The first phase of trial will focus on Defendants' liability for compensatory damages under Montana's law on strict products liability. Evidence addressing whether (1) Defendants are “sellers” of the subject rifle, (2) the rifle was in a defective condition that rendered it unreasonably dangerous, (3) the defect caused the accident, and (4) the defect is traceable to Defendants will be admissible during this stage. MONT. CODE ANN. § 27-1-719; Brown, 576 P.2d at 716. For instance, this includes evidence regarding the existence and effect of foreign material, such as metal chips, and any other evidence that tends to make one of these essential elements more or less probable and is not otherwise inadmissible. See FED. R. EVID. 401, 402.

If the jury finds for Plaintiffs in the first phase of trial, the second phase of trial will focus on Defendants' liability for punitive damages and determining any amount of punitive damages. This would include evidence relevant to proving whether the Defendants acted with “actual fraud or actual malice” and Defendants' state of mind. MONT. CODE ANN. § 27-1-221; see also Malcom, 217 P.3d at 530 (“The defendant's state of mind represents a key element in determining whether a defendant acted with actual fraud or malice.”). Such evidence may include complaints from customers, Remington's own internal documents, safety testing results, decisions regarding recalls of the Model 700 or other models of rifle, articles and reports, and evidence of other occurrences, so long as all of the proffered evidence meets the substantial similarity test and is not otherwise inadmissible. See Lewy, 836 F.2d at 1106-07 (discussing what evidence was before the jury upon which an award of punitive damages could have been based).
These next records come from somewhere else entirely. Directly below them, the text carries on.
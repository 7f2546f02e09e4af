//! Account credentials loaded from process configuration
//!
//! Pure accessors: credentials are read from environment variables (a `.env`
//! file is loaded by the binary before this runs), live for one run and are
//! never written anywhere.

use crate::auth::AuthError;
use crate::Provider;

/// Environment variable names for one provider's secrets
#[derive(Debug, Clone, Copy)]
pub struct CredentialVars {
    /// Username variable
    pub username: &'static str,
    /// Password variable
    pub password: &'static str,
    /// TOTP seed variable, for providers with MFA
    pub totp_secret: Option<&'static str>,
}

/// Variables holding the utility provider's secrets
pub const HSV_VARS: CredentialVars = CredentialVars {
    username: "HSV_USERNAME",
    password: "HSV_PASSWORD",
    totp_secret: None,
};

/// Variables holding the thermostat vendor's secrets
pub const ECOBEE_VARS: CredentialVars = CredentialVars {
    username: "ECOBEE_USERNAME",
    password: "ECOBEE_PASSWORD",
    totp_secret: Some("ECOBEE_TOTP_SECRET"),
};

/// Account secrets for one provider
#[derive(Clone)]
pub struct Credential {
    provider: Provider,
    username: String,
    password: String,
    totp_secret: Option<String>,
}

impl Credential {
    /// Build a credential from explicit values
    pub fn new(
        provider: Provider,
        username: impl Into<String>,
        password: impl Into<String>,
        totp_secret: Option<String>,
    ) -> Self {
        Self {
            provider,
            username: username.into(),
            password: password.into(),
            totp_secret,
        }
    }

    /// Provider these secrets belong to
    pub fn provider(&self) -> Provider {
        self.provider
    }

    /// Account username
    pub fn username(&self) -> &str {
        &self.username
    }

    /// Account password
    pub fn password(&self) -> &str {
        &self.password
    }

    /// TOTP seed (base32), if configured
    pub fn totp_secret(&self) -> Option<&str> {
        self.totp_secret.as_deref()
    }
}

impl std::fmt::Debug for Credential {
    fn fmt(&self, f: &mut std::fmt::Formatter<'_>) -> std::fmt::Result {
        f.debug_struct("Credential")
            .field("provider", &self.provider)
            .field("username", &self.username)
            .field("password", &"<redacted>")
            .field(
                "totp_secret",
                &self.totp_secret.as_ref().map(|_| "<redacted>"),
            )
            .finish()
    }
}

/// Reads credentials from a variable lookup
pub struct CredentialStore<F = fn(&str) -> Option<String>>
where
    F: Fn(&str) -> Option<String>,
{
    lookup: F,
}

impl CredentialStore {
    /// Store backed by the process environment
    pub fn from_env() -> Self {
        Self {
            lookup: |key| std::env::var(key).ok(),
        }
    }
}

impl<F> CredentialStore<F>
where
    F: Fn(&str) -> Option<String>,
{
    /// Store backed by an arbitrary lookup (tests, alternate sources)
    pub fn with_lookup(lookup: F) -> Self {
        Self { lookup }
    }

    /// Load the credential for `provider`
    ///
    /// Username and password are required; an empty value counts as missing.
    pub fn load(&self, provider: Provider) -> Result<Credential, AuthError> {
        let vars = match provider {
            Provider::Hsv => HSV_VARS,
            Provider::Ecobee => ECOBEE_VARS,
        };

        let username = self.required(vars.username)?;
        let password = self.required(vars.password)?;
        let totp_secret = vars.totp_secret.and_then(|var| self.optional(var));

        Ok(Credential::new(provider, username, password, totp_secret))
    }

    fn required(&self, var: &'static str) -> Result<String, AuthError> {
        self.optional(var).ok_or(AuthError::MissingCredential(var))
    }

    fn optional(&self, var: &str) -> Option<String> {
        (self.lookup)(var).filter(|value| !value.trim().is_empty())
    }
}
Lastly, Defendants argue that the issues of veil-piercing and/or alter-egos should be reserved for a later phase of trial pursuant to FED. R. CIV. P. 42(b). (Doc. 76 at 25.) These issues should not be reserved for the second phase of trial because they are relevant to any award of compensatory damages and any award of punitive damages. The Court reserves ruling on these issues until an adequate record has been established. However, Defendants also raise the question of whether Montana or Delaware law on veil-piercing and alter-ego issues applies. (Id. at 26.) The Court will address this question here.

Defendants argue that Delaware law applies in accordance with MONT. CODE ANN. § 35-14-1501 and the Ninth Circuit's holding in Volvo Const. Equipment Rents, Inc. v. NRL Rentals, LLC, 614 Fed.Appx. 876 (9th Cir. 2015). (Doc. 76 at 26.) Plaintiffs respond that “in a diversity case as here, Montana's conflicts law applies” and “favors Montana's alter ego doctrine over Delaware's.” (Doc. 134 at 27.)

A court sitting in diversity applies the choice of law rules of the forum state. See, e.g., Narayan v. EGL, Inc., 616 F.3d 895, 898 (9th Cir. 2010) (“To determine the applicable substantive law, a federal court sitting in diversity applies the choice-of-law rules of the forum.”). Montana's choice of law rules have changed since the time that this case was filed, and Montana law provides that statutes are not retroactive unless expressly declared retroactive by the Legislature. MONT. CODE ANN. § 1-2-109; see also State v. Hamilton, 164 P.3d 884, 886-87 (Mont. 2007). Section 35-14-1501 did not become effective until after Plaintiffs filed their complaint and contains no language of intent to apply retroactively; therefore, this statute does not apply here.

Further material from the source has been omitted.